Brendan Howlin, who was public expenditure minister when Tony O’Brien was appointed head of the HSE, has defended his departure package.
Although Mr O’Brien has resigned as director general of the HSE, he will not face any financial penalty or sanction.
Mr O’Brien’s contract had provision to offer an alternative position in the public service on completion of his contract or to give a payment equivalent of six months’ salary.
The contract also provides for payment in lieu of notice to the end of the contract term.
As the cervical smear test controversy rumbles on, members of the Department of Health, the HSE, and National Cancer Registry Ireland are to be grilled on who exactly knew what when they appear at the Public Accounts Committee later this week.

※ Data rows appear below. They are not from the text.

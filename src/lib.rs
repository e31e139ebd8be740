//! Decoder/encoder for NIBArchive files: a compact binary format for
//! persisting object graphs, historically produced by interface-design
//! tools.
//!
//! A NIBArchive is four parallel tables, [`Object`]s, [`Key`]s,
//! [`Value`]s and [`ClassName`]s, plus a fixed header, laid out with a
//! variable-length integer encoding throughout. [`NIBArchive`] is the
//! façade over those tables: build one from a buffer with
//! [`NIBArchive::from_buffer`], or from tables with
//! [`NIBArchive::from_tables`], and it round-trips byte-exactly back to
//! the original layout.
//!
//! This crate is a pure byte-buffer codec. It does not reconstruct a live
//! object graph, does not know about any particular UI toolkit, and has no
//! file I/O or CLI surface; callers bring their own buffers.

mod class_name;
mod decoder;
mod encoder;
mod error;
mod header;
mod key;
mod object;
mod value;
mod varint;

pub use crate::{class_name::ClassName, error::*, key::Key, object::Object, value::*};

use decoder::Tables;

/// A decoded or to-be-encoded NIB Archive: four ordered tables plus the
/// serialized buffer they correspond to.
///
/// Construct-once, read-many: there are no mutation methods. To change an
/// archive, take its tables apart with [`Self::into_inner`], build new
/// ones, and construct a fresh archive with [`Self::from_tables`].
#[derive(Debug, Clone, PartialEq)]
pub struct NIBArchive {
    buffer: Vec<u8>,
    objects: Vec<Object>,
    keys: Vec<Key>,
    values: Vec<Value>,
    class_names: Vec<ClassName>,
}

impl NIBArchive {
    /// An archive with four empty tables and an empty buffer. No encoding
    /// is performed; [`Self::buffer`] returns an empty slice until the
    /// archive is rebuilt through [`Self::from_tables`].
    pub fn new() -> Self {
        Self {
            buffer: Vec::new(),
            objects: Vec::new(),
            keys: Vec::new(),
            values: Vec::new(),
            class_names: Vec::new(),
        }
    }

    /// Decodes an archive from a byte buffer.
    ///
    /// The buffer is copied into the returned archive; it need not outlive
    /// the call. On failure, the input is untouched and no archive is
    /// produced.
    pub fn from_buffer(bytes: impl AsRef<[u8]>) -> Result<Self, Error> {
        let bytes = bytes.as_ref();
        let tables = decoder::decode(bytes)?;
        Ok(Self {
            buffer: bytes.to_vec(),
            objects: tables.objects,
            keys: tables.keys,
            values: tables.values,
            class_names: tables.class_names,
        })
    }

    /// Encodes an archive from four tables.
    ///
    /// Validates every cross-table reference (object → class name, object
    /// → values window, value → key, value → object) before encoding; see
    /// the crate's error variants for what each violation reports.
    pub fn from_tables(
        objects: Vec<Object>,
        keys: Vec<Key>,
        values: Vec<Value>,
        class_names: Vec<ClassName>,
    ) -> Result<Self, Error> {
        let tables = Tables {
            objects,
            keys,
            values,
            class_names,
        };
        let buffer = encoder::encode(&tables)?;
        Ok(Self {
            buffer,
            objects: tables.objects,
            keys: tables.keys,
            values: tables.values,
            class_names: tables.class_names,
        })
    }

    /// The serialized bytes this archive was constructed from (via
    /// [`Self::from_buffer`]) or produced (via [`Self::from_tables`]).
    /// Empty for [`Self::new`].
    pub fn buffer(&self) -> &[u8] {
        &self.buffer
    }

    /// The objects table.
    pub fn objects(&self) -> &[Object] {
        &self.objects
    }

    /// The keys table.
    pub fn keys(&self) -> &[Key] {
        &self.keys
    }

    /// The values table.
    pub fn values(&self) -> &[Value] {
        &self.values
    }

    /// The class names table.
    pub fn class_names(&self) -> &[ClassName] {
        &self.class_names
    }

    /// Consumes the archive, returning its four tables.
    pub fn into_inner(self) -> (Vec<Object>, Vec<Key>, Vec<Value>, Vec<ClassName>) {
        (self.objects, self.keys, self.values, self.class_names)
    }
}

impl Default for NIBArchive {
    fn default() -> Self {
        Self::new()
    }
}

#[cfg(test)]
mod tests {
    use super::*;

    #[test]
    fn empty_archive_encodes_to_fifty_bytes() {
        let archive = NIBArchive::from_tables(vec![], vec![], vec![], vec![]).unwrap();
        assert_eq!(archive.buffer().len(), 50);
        // magic + version(1,9) + four (0, 50) pairs
        let mut expected = Vec::new();
        expected.extend_from_slice(b"NIBArchive");
        expected.extend_from_slice(&1u32.to_le_bytes());
        expected.extend_from_slice(&9u32.to_le_bytes());
        for _ in 0..4 {
            expected.extend_from_slice(&0u32.to_le_bytes());
            expected.extend_from_slice(&50u32.to_le_bytes());
        }
        assert_eq!(archive.buffer(), expected.as_slice());

        let decoded = NIBArchive::from_buffer(archive.buffer()).unwrap();
        assert!(decoded.objects().is_empty());
        assert!(decoded.keys().is_empty());
        assert!(decoded.values().is_empty());
        assert!(decoded.class_names().is_empty());
    }

    #[test]
    fn new_archive_has_no_buffer() {
        let archive = NIBArchive::new();
        assert!(archive.buffer().is_empty());
        assert!(archive.objects().is_empty());
    }

    #[test]
    fn single_value_round_trips_byte_for_byte() {
        let archive = NIBArchive::from_tables(
            vec![Object::new(0, 0, 1)],
            vec![Key::from("k")],
            vec![Value::new(0, ValueType::True)],
            vec![ClassName::new("X", vec![])],
        )
        .unwrap();

        let decoded = NIBArchive::from_buffer(archive.buffer()).unwrap();
        assert_eq!(decoded.objects(), archive.objects());
        assert_eq!(decoded.keys(), archive.keys());
        assert_eq!(decoded.values(), archive.values());
        assert_eq!(decoded.class_names(), archive.class_names());

        let re_encoded = NIBArchive::from_tables(
            decoded.objects().to_vec(),
            decoded.keys().to_vec(),
            decoded.values().to_vec(),
            decoded.class_names().to_vec(),
        )
        .unwrap();
        assert_eq!(re_encoded.buffer(), archive.buffer());
    }

    #[test]
    fn object_reference_validity_boundary() {
        let objects = vec![Object::new(0, 0, 0), Object::new(0, 0, 0)];
        let keys = vec![Key::from("k")];
        let class_names = vec![ClassName::new("X", vec![])];

        let ok = NIBArchive::from_tables(
            objects.clone(),
            keys.clone(),
            vec![Value::new_object_reference(0, 1)],
            class_names.clone(),
        );
        assert!(ok.is_ok());

        let err = NIBArchive::from_tables(
            objects,
            keys,
            vec![Value::new_object_reference(0, 2)],
            class_names,
        );
        assert_eq!(
            err.unwrap_err(),
            Error::ValueInvalidObjectReference {
                index: 0,
                object_index: 2,
                objects_len: 2
            }
        );
    }

    #[test]
    fn truncation_is_rejected() {
        let archive = NIBArchive::from_tables(
            vec![Object::new(0, 0, 1)],
            vec![Key::from("k")],
            vec![Value::new(0, ValueType::True)],
            vec![ClassName::new("X", vec![])],
        )
        .unwrap();

        for len in 1..archive.buffer().len() {
            assert!(
                NIBArchive::from_buffer(&archive.buffer()[..len]).is_err(),
                "buffer truncated to {len} bytes should fail to decode"
            );
        }
    }

    #[test]
    fn bad_magic_is_rejected() {
        let archive = NIBArchive::from_tables(vec![], vec![], vec![], vec![]).unwrap();
        let mut bytes = archive.buffer().to_vec();
        bytes[0] = b'X';
        assert!(matches!(
            NIBArchive::from_buffer(&bytes),
            Err(Error::InvalidHeader(_))
        ));
    }

    #[test]
    fn value_type_byte_mutation_is_rejected() {
        let archive = NIBArchive::from_tables(
            vec![Object::new(0, 0, 1)],
            vec![Key::from("k")],
            vec![Value::new(0, ValueType::True)],
            vec![ClassName::new("X", vec![])],
        )
        .unwrap();

        let mut offset = 0;
        let header = crate::header::Header::read(archive.buffer(), &mut offset).unwrap();
        let mut bytes = archive.buffer().to_vec();
        // The value's type byte sits right after its 1-byte VarInt key
        // index, at the start of the values section.
        let type_byte_offset = header.offset_values as usize + 1;
        bytes[type_byte_offset] = 200;
        let err = NIBArchive::from_buffer(&bytes).unwrap_err();
        assert_eq!(
            err,
            Error::ValueReadType {
                index: 0,
                type_byte: Some(200)
            }
        );
    }

    #[test]
    fn determinism() {
        let make = || {
            NIBArchive::from_tables(
                vec![Object::new(0, 0, 1)],
                vec![Key::from("k")],
                vec![Value::new(0, ValueType::True)],
                vec![ClassName::new("X", vec![])],
            )
            .unwrap()
        };
        assert_eq!(make().buffer(), make().buffer());
    }

    #[test]
    fn empty_key_is_rejected_by_encoder() {
        let err = NIBArchive::from_tables(vec![], vec![Key::new(Vec::new())], vec![], vec![])
            .unwrap_err();
        assert!(matches!(err, Error::KeyInvalidClass { index: 0, .. }));
    }
}
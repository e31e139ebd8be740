use crate::{value::Value, varint, ClassName, Error};
use log::trace;

/// A single entry in the objects table: a class name plus a window into
/// the values table.
#[derive(Debug, Clone, PartialEq, Eq, Hash)]
pub struct Object {
    class_name_index: u32,
    values_index: u32,
    value_count: u32,
}

impl Object {
    /// Creates a new object entry. Does not check `class_name_index` or
    /// the values window against any table; those invariants are enforced
    /// when the object is fed to the encoder.
    pub fn new(class_name_index: u32, values_index: u32, value_count: u32) -> Self {
        Self {
            class_name_index,
            values_index,
            value_count,
        }
    }

    /// Index of the [`ClassName`] describing this object.
    pub fn class_name_index(&self) -> u32 {
        self.class_name_index
    }

    /// Index of the first [`Value`] this object owns.
    pub fn values_index(&self) -> u32 {
        self.values_index
    }

    /// Number of [`Value`]s this object owns, starting at
    /// [`Self::values_index`].
    pub fn value_count(&self) -> u32 {
        self.value_count
    }

    /// The slice of values this object owns. Pass the return value of
    /// [`crate::NIBArchive::values`] for a correct result.
    pub fn values<'a>(&self, values: &'a [Value]) -> &'a [Value] {
        let start = self.values_index as usize;
        let end = start + self.value_count as usize;
        &values[start..end]
    }

    /// The class name describing this object. Pass the return value of
    /// [`crate::NIBArchive::class_names`] for a correct result.
    pub fn class_name<'a>(&self, class_names: &'a [ClassName]) -> &'a ClassName {
        &class_names[self.class_name_index as usize]
    }

    pub(crate) fn read(bytes: &[u8], offset: &mut usize, index: usize) -> Result<Self, Error> {
        let class_name_index = varint::read_u32(bytes, offset)
            .map_err(|_| Error::ObjectReadClassNameIndex { index })?;
        let values_index = varint::read_u32(bytes, offset)
            .map_err(|_| Error::ObjectReadValuesOffset { index })?;
        let value_count = varint::read_u32(bytes, offset)
            .map_err(|_| Error::ObjectReadValuesCount { index })?;
        trace!(
            "object[{index}]: class_name_index={class_name_index} values_index={values_index} value_count={value_count}"
        );
        Ok(Self {
            class_name_index,
            values_index,
            value_count,
        })
    }

    pub(crate) fn write(&self, buf: &mut Vec<u8>) {
        varint::write(buf, self.class_name_index as u64);
        varint::write(buf, self.values_index as u64);
        varint::write(buf, self.value_count as u64);
    }

    /// Consumes itself, returning `(class_name_index, values_index, value_count)`.
    pub fn into_inner(self) -> (u32, u32, u32) {
        (self.class_name_index, self.values_index, self.value_count)
    }
}
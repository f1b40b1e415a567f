//! Kino Tracker - Playback and Ad Telemetry for Kino
//!
//! This crate observes a host media player and normalizes what it sees into
//! one canonical event stream:
//! - Content lifecycle (request, start, pause, buffering, seeking, end)
//! - Ad lifecycle from several ad-delivery families
//! - Server-side stitched ad schedules polled against the playhead
//! - Rendition metadata from whichever streaming tech is active
//!
//! # Architecture
//!
//! ```text
//! ┌─────────────────────────────────────────────────────────────────┐
//! │                        Kino Tracker                             │
//! ├─────────────────────────────────────────────────────────────────┤
//! │                                                                 │
//! │  ┌──────────────┐        ┌──────────────┐   ┌──────────────┐    │
//! │  │ Host Player  │──────► │   Content    │──►│   Emitter    │──► │ sink
//! │  │   events     │        │   Tracker    │   │  (sequence)  │    │
//! │  └──────────────┘        └──────┬───────┘   └──────▲───────┘    │
//! │                                 │ one per session  │            │
//! │  ┌──────────────┐        ┌──────┴───────┐          │            │
//! │  │   Provider   │──────► │  Ad Tracker  │──────────┘            │
//! │  │   Selector   │        │  (variant)   │                       │
//! │  └──────────────┘        └──────┬───────┘                       │
//! │                                 │                               │
//! │          named events · SDK callbacks · stream handle ·         │
//! │          stitched schedule (background bootstrap)               │
//! └─────────────────────────────────────────────────────────────────┘
//! ```

pub mod error;
pub mod types;
pub mod config;
pub mod events;
pub mod player;
pub mod tech;
pub mod ads;
pub mod session;
pub mod replay;

pub use error::{Error, Result};
pub use types::*;
pub use config::{ScheduleConfig, StreamConfig, TrackerConfig};
pub use events::{
    AdAttributes, Attributes, CanonicalEvent, ChannelSink, ContentAttributes, Emitter,
    EventRecord, MemorySink, Origin, TelemetrySink,
};
pub use player::{HostPlayer, ListenerId, PlayerCapabilities, PlayerEventKind, ProviderFault};
pub use ads::{AdSignal, AdTracker, ProviderEvent, ProviderKind, ProviderSelector};
pub use session::ContentTracker;
pub use replay::{ReplayReport, ReplayScript, ReplayStep};

/// Library version
pub const VERSION: &str = env!("CARGO_PKG_VERSION");

/// Initialize the tracker library
pub fn init() {
    tracing::info!(version = VERSION, "Kino Tracker initialized");
}
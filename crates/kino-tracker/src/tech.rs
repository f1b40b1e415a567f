//! Rendition introspection over the streaming technology
//!
//! Answers "what is being decoded right now" (name, bitrate, width, height)
//! whichever technology backs playback:
//! - Segment loader HLS (playlist attributes of the active media playlist)
//! - Embedded HLS decoder (level list plus current level index)
//! - Manifest player (stats and active variant tracks)
//!
//! Nothing here holds state. The adapter is probed fresh on every query,
//! and every accessor answers `None` rather than failing.

use crate::player::{introspect, HostPlayer, ProviderResult};
use crate::types::{RenditionInfo, Resolution};
use serde::{Deserialize, Serialize};

/// Attributes of the active media playlist
#[derive(Debug, Clone, Default, PartialEq, Serialize, Deserialize)]
pub struct PlaylistAttributes {
    /// `NAME` attribute
    pub name: Option<String>,
    /// `BANDWIDTH` attribute, bits per second
    pub bandwidth: Option<u64>,
    /// `RESOLUTION` attribute
    pub resolution: Option<Resolution>,
}

/// One quality level of an embedded HLS decoder
#[derive(Debug, Clone, Default, PartialEq, Serialize, Deserialize)]
pub struct HlsLevel {
    pub name: Option<String>,
    /// Bits per second, 0 when unknown
    pub bitrate: u64,
    pub width: u32,
    pub height: u32,
}

/// Variant track of a manifest player
#[derive(Debug, Clone, Default, PartialEq, Serialize, Deserialize)]
pub struct VariantTrack {
    pub active: bool,
    /// `video`, `audio` or `text`
    pub kind: String,
    pub width: Option<u32>,
    pub height: Option<u32>,
    pub bandwidth: Option<u64>,
}

/// HLS through a segment loader
pub trait SegmentLoaderTech {
    /// Media playlist currently selected, if any
    fn active_media(&self) -> ProviderResult<Option<PlaylistAttributes>>;
}

/// HLS through an embedded decoder
pub trait HlsDecoderTech {
    fn levels(&self) -> ProviderResult<Vec<HlsLevel>>;

    /// Index into [`HlsDecoderTech::levels`]; negative while on auto
    fn current_level(&self) -> ProviderResult<i32>;

    fn url(&self) -> ProviderResult<String>;
}

/// Manifest-driven player (DASH/HLS)
pub trait ManifestPlayerTech {
    /// Bandwidth of the active stream from the player's stats
    fn stream_bandwidth(&self) -> ProviderResult<u64>;

    fn variant_tracks(&self) -> ProviderResult<Vec<VariantTrack>>;

    fn manifest_uri(&self) -> ProviderResult<String>;
}

/// Technology handle of the host player.
///
/// Exposes whichever backend is actually in use; the others stay `None`.
pub trait TechHandle: Send + Sync {
    fn segment_loader(&self) -> Option<&dyn SegmentLoaderTech> {
        None
    }

    fn hls_decoder(&self) -> Option<&dyn HlsDecoderTech> {
        None
    }

    fn manifest_player(&self) -> Option<&dyn ManifestPlayerTech> {
        None
    }
}

/// Technology families the adapter understands
#[derive(Debug, Clone, Copy, PartialEq, Eq, Hash, Serialize, Deserialize)]
#[serde(rename_all = "snake_case")]
pub enum TechKind {
    SegmentLoader,
    HlsDecoder,
    ManifestPlayer,
}

/// Read-only view over whichever technology is active
pub enum RenditionAdapter<'a> {
    SegmentLoader(&'a dyn SegmentLoaderTech),
    HlsDecoder(&'a dyn HlsDecoderTech),
    ManifestPlayer(&'a dyn ManifestPlayerTech),
}

impl<'a> RenditionAdapter<'a> {
    /// First backend the handle exposes, in a fixed order
    pub fn probe(tech: &'a dyn TechHandle) -> Option<Self> {
        if let Some(loader) = tech.segment_loader() {
            Some(RenditionAdapter::SegmentLoader(loader))
        } else if let Some(decoder) = tech.hls_decoder() {
            Some(RenditionAdapter::HlsDecoder(decoder))
        } else {
            tech.manifest_player().map(RenditionAdapter::ManifestPlayer)
        }
    }

    pub fn kind(&self) -> TechKind {
        match self {
            RenditionAdapter::SegmentLoader(_) => TechKind::SegmentLoader,
            RenditionAdapter::HlsDecoder(_) => TechKind::HlsDecoder,
            RenditionAdapter::ManifestPlayer(_) => TechKind::ManifestPlayer,
        }
    }

    pub fn name(&self) -> Option<String> {
        match self {
            RenditionAdapter::SegmentLoader(loader) => Self::active_media(*loader)?.name,
            RenditionAdapter::HlsDecoder(decoder) => {
                Self::current_level(*decoder)?.name.filter(|n| !n.is_empty())
            }
            RenditionAdapter::ManifestPlayer(_) => None,
        }
    }

    pub fn bitrate(&self) -> Option<u64> {
        match self {
            RenditionAdapter::SegmentLoader(loader) => Self::active_media(*loader)?.bandwidth,
            RenditionAdapter::HlsDecoder(decoder) => {
                Some(Self::current_level(*decoder)?.bitrate).filter(|b| *b > 0)
            }
            RenditionAdapter::ManifestPlayer(player) => {
                introspect("stream bandwidth", || player.stream_bandwidth())
            }
        }
    }

    pub fn width(&self) -> Option<u32> {
        match self {
            RenditionAdapter::SegmentLoader(loader) => {
                Self::active_media(*loader)?.resolution.map(|r| r.width)
            }
            RenditionAdapter::HlsDecoder(decoder) => {
                Some(Self::current_level(*decoder)?.width).filter(|w| *w > 0)
            }
            RenditionAdapter::ManifestPlayer(player) => Self::active_video(*player)?.width,
        }
    }

    pub fn height(&self) -> Option<u32> {
        match self {
            RenditionAdapter::SegmentLoader(loader) => {
                Self::active_media(*loader)?.resolution.map(|r| r.height)
            }
            RenditionAdapter::HlsDecoder(decoder) => {
                Some(Self::current_level(*decoder)?.height).filter(|h| *h > 0)
            }
            RenditionAdapter::ManifestPlayer(player) => Self::active_video(*player)?.height,
        }
    }

    /// Source URL according to the tech, when it knows better than the player
    pub fn src(&self) -> Option<String> {
        match self {
            RenditionAdapter::SegmentLoader(_) => None,
            RenditionAdapter::HlsDecoder(decoder) => introspect("decoder url", || decoder.url()),
            RenditionAdapter::ManifestPlayer(player) => {
                introspect("manifest uri", || player.manifest_uri())
            }
        }
    }

    pub fn rendition(&self) -> RenditionInfo {
        RenditionInfo {
            name: self.name(),
            bitrate: self.bitrate(),
            width: self.width(),
            height: self.height(),
        }
    }

    fn active_media(loader: &dyn SegmentLoaderTech) -> Option<PlaylistAttributes> {
        introspect("active media playlist", || loader.active_media()).flatten()
    }

    fn current_level(decoder: &dyn HlsDecoderTech) -> Option<HlsLevel> {
        let index = introspect("current level", || decoder.current_level())?;
        let index = usize::try_from(index).ok()?;
        introspect("levels", || decoder.levels())?.into_iter().nth(index)
    }

    fn active_video(player: &dyn ManifestPlayerTech) -> Option<VariantTrack> {
        introspect("variant tracks", || player.variant_tracks())?
            .into_iter()
            .find(|track| track.active && track.kind == "video")
    }
}

/// Rendition of whatever the player is decoding right now
pub fn current_rendition(player: &dyn HostPlayer) -> RenditionInfo {
    player
        .tech()
        .and_then(|tech| RenditionAdapter::probe(tech.as_ref()).map(|adapter| adapter.rendition()))
        .unwrap_or_default()
}

/// Source URL preferred by the tech, if it reports one
pub fn tech_src(player: &dyn HostPlayer) -> Option<String> {
    let tech = player.tech()?;
    let adapter = RenditionAdapter::probe(tech.as_ref())?;
    adapter.src()
}

#[cfg(test)]
mod tests {
    use super::*;
    use crate::player::ProviderFault;

    struct Loader(Option<PlaylistAttributes>);

    impl SegmentLoaderTech for Loader {
        fn active_media(&self) -> ProviderResult<Option<PlaylistAttributes>> {
            Ok(self.0.clone())
        }
    }

    struct Decoder {
        levels: Vec<HlsLevel>,
        current: i32,
    }

    impl HlsDecoderTech for Decoder {
        fn levels(&self) -> ProviderResult<Vec<HlsLevel>> {
            Ok(self.levels.clone())
        }

        fn current_level(&self) -> ProviderResult<i32> {
            Ok(self.current)
        }

        fn url(&self) -> ProviderResult<String> {
            Err(ProviderFault::new("detached"))
        }
    }

    struct Shaka;

    impl ManifestPlayerTech for Shaka {
        fn stream_bandwidth(&self) -> ProviderResult<u64> {
            Ok(2_500_000)
        }

        fn variant_tracks(&self) -> ProviderResult<Vec<VariantTrack>> {
            Ok(vec![
                VariantTrack {
                    active: false,
                    kind: "video".into(),
                    width: Some(640),
                    height: Some(360),
                    bandwidth: None,
                },
                VariantTrack {
                    active: true,
                    kind: "video".into(),
                    width: Some(1280),
                    height: Some(720),
                    bandwidth: None,
                },
            ])
        }

        fn manifest_uri(&self) -> ProviderResult<String> {
            Ok("https://cdn.example.com/stream.mpd".into())
        }
    }

    struct Tech {
        loader: Option<Loader>,
        decoder: Option<Decoder>,
        shaka: Option<Shaka>,
    }

    impl TechHandle for Tech {
        fn segment_loader(&self) -> Option<&dyn SegmentLoaderTech> {
            self.loader.as_ref().map(|l| l as &dyn SegmentLoaderTech)
        }

        fn hls_decoder(&self) -> Option<&dyn HlsDecoderTech> {
            self.decoder.as_ref().map(|d| d as &dyn HlsDecoderTech)
        }

        fn manifest_player(&self) -> Option<&dyn ManifestPlayerTech> {
            self.shaka.as_ref().map(|s| s as &dyn ManifestPlayerTech)
        }
    }

    #[test]
    fn test_segment_loader_rendition() {
        let tech = Tech {
            loader: Some(Loader(Some(PlaylistAttributes {
                name: Some("720p".into()),
                bandwidth: Some(3_000_000),
                resolution: Some(Resolution::new(1280, 720)),
            }))),
            decoder: None,
            shaka: None,
        };
        let adapter = RenditionAdapter::probe(&tech).unwrap();
        assert_eq!(adapter.kind(), TechKind::SegmentLoader);
        assert_eq!(
            adapter.rendition(),
            RenditionInfo {
                name: Some("720p".into()),
                bitrate: Some(3_000_000),
                width: Some(1280),
                height: Some(720),
            }
        );
    }

    #[test]
    fn test_decoder_auto_level_is_unknown() {
        let tech = Tech {
            loader: None,
            decoder: Some(Decoder {
                levels: vec![HlsLevel::default()],
                current: -1,
            }),
            shaka: None,
        };
        let adapter = RenditionAdapter::probe(&tech).unwrap();
        assert!(adapter.rendition().is_unknown());
        assert_eq!(adapter.src(), None);
    }

    #[test]
    fn test_decoder_zero_values_are_unknown() {
        let tech = Tech {
            loader: None,
            decoder: Some(Decoder {
                levels: vec![HlsLevel {
                    name: Some(String::new()),
                    bitrate: 800_000,
                    width: 0,
                    height: 0,
                }],
                current: 0,
            }),
            shaka: None,
        };
        let rendition = RenditionAdapter::probe(&tech).unwrap().rendition();
        assert_eq!(rendition.name, None);
        assert_eq!(rendition.bitrate, Some(800_000));
        assert_eq!(rendition.width, None);
    }

    #[test]
    fn test_manifest_player_active_video_track() {
        let tech = Tech {
            loader: None,
            decoder: None,
            shaka: Some(Shaka),
        };
        let adapter = RenditionAdapter::probe(&tech).unwrap();
        assert_eq!(adapter.width(), Some(1280));
        assert_eq!(adapter.height(), Some(720));
        assert_eq!(adapter.bitrate(), Some(2_500_000));
        assert_eq!(adapter.name(), None);
        assert_eq!(adapter.src().as_deref(), Some("https://cdn.example.com/stream.mpd"));
    }

    #[test]
    fn test_loader_takes_priority() {
        let tech = Tech {
            loader: Some(Loader(None)),
            decoder: None,
            shaka: Some(Shaka),
        };
        let adapter = RenditionAdapter::probe(&tech).unwrap();
        assert_eq!(adapter.kind(), TechKind::SegmentLoader);
        assert!(adapter.rendition().is_unknown());
    }

    #[test]
    fn test_no_backend() {
        let tech = Tech {
            loader: None,
            decoder: None,
            shaka: None,
        };
        assert!(RenditionAdapter::probe(&tech).is_none());
    }
}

Separately, Dr Gabriel Scally has been tasked with carrying out an independent scoping exercise into the scandal and will report back next month.
The focus has now turned to why neither the former health minister, Leo Varadkar, nor current Minister for Health Simon Harris were not informed about three 2016 memos which outlined the fact that CervicalCheck was pausing the delivery of letters telling women they had initially received the wrong results in their smears.
The memos, which led to the departure of Mr O’Brien, also revealed that CervicalCheck was developing a strategy to address any negative reports in the media that might come when women found out about their false negative tests.
Labour leader, Mr Howlin, yesterday described Mr O’Brien’s severance package as a “normal contract”, adding that he had abolished more lucrative deals when he was minister.
“Tony O’Brien would have normally have been entitled to a much more generous package; I ended that within a few weeks of becoming minister, and the normal severance package which is being paid up until the end of his retirement and a six-month severance payment is absolutely normal.
“The bottom line is he has resigned; he hasn’t been found guilty of anything, he hasn’t been found in a way that could just justify legally ending his entitlement,” said Mr Howlin.
He added that it had been a “traumatic couple of weeks for the women of Ireland” and the focus must now be on finding out the facts.
Meanwhile, Fianna Fáil has questioned further revelations yesterday that smear testing was subcontracted to a laboratory in the UK.
Marc MacSharry called on Mr Harris to clarify how exactly the system of outsourcing by Irish laboratories works and whether there are different criteria applied to tests carried out in the UK.
”It has now emerged that in the circumstances that a laboratory is under pressure with smear testing, it avails of third-party testing facilities to prevent a backlog, with a sister company in the UK.”
Medlab, based in Sandyford, Dublin, yesterday confirmed that it sends some smear tests to UK labs when it is under pressure.
Mr MacSharry said: “The minister must explain whether he knew about this practice and whether he is satisfied that this happens on a regular basis and whether GPs are informed whether the tests have taken place.”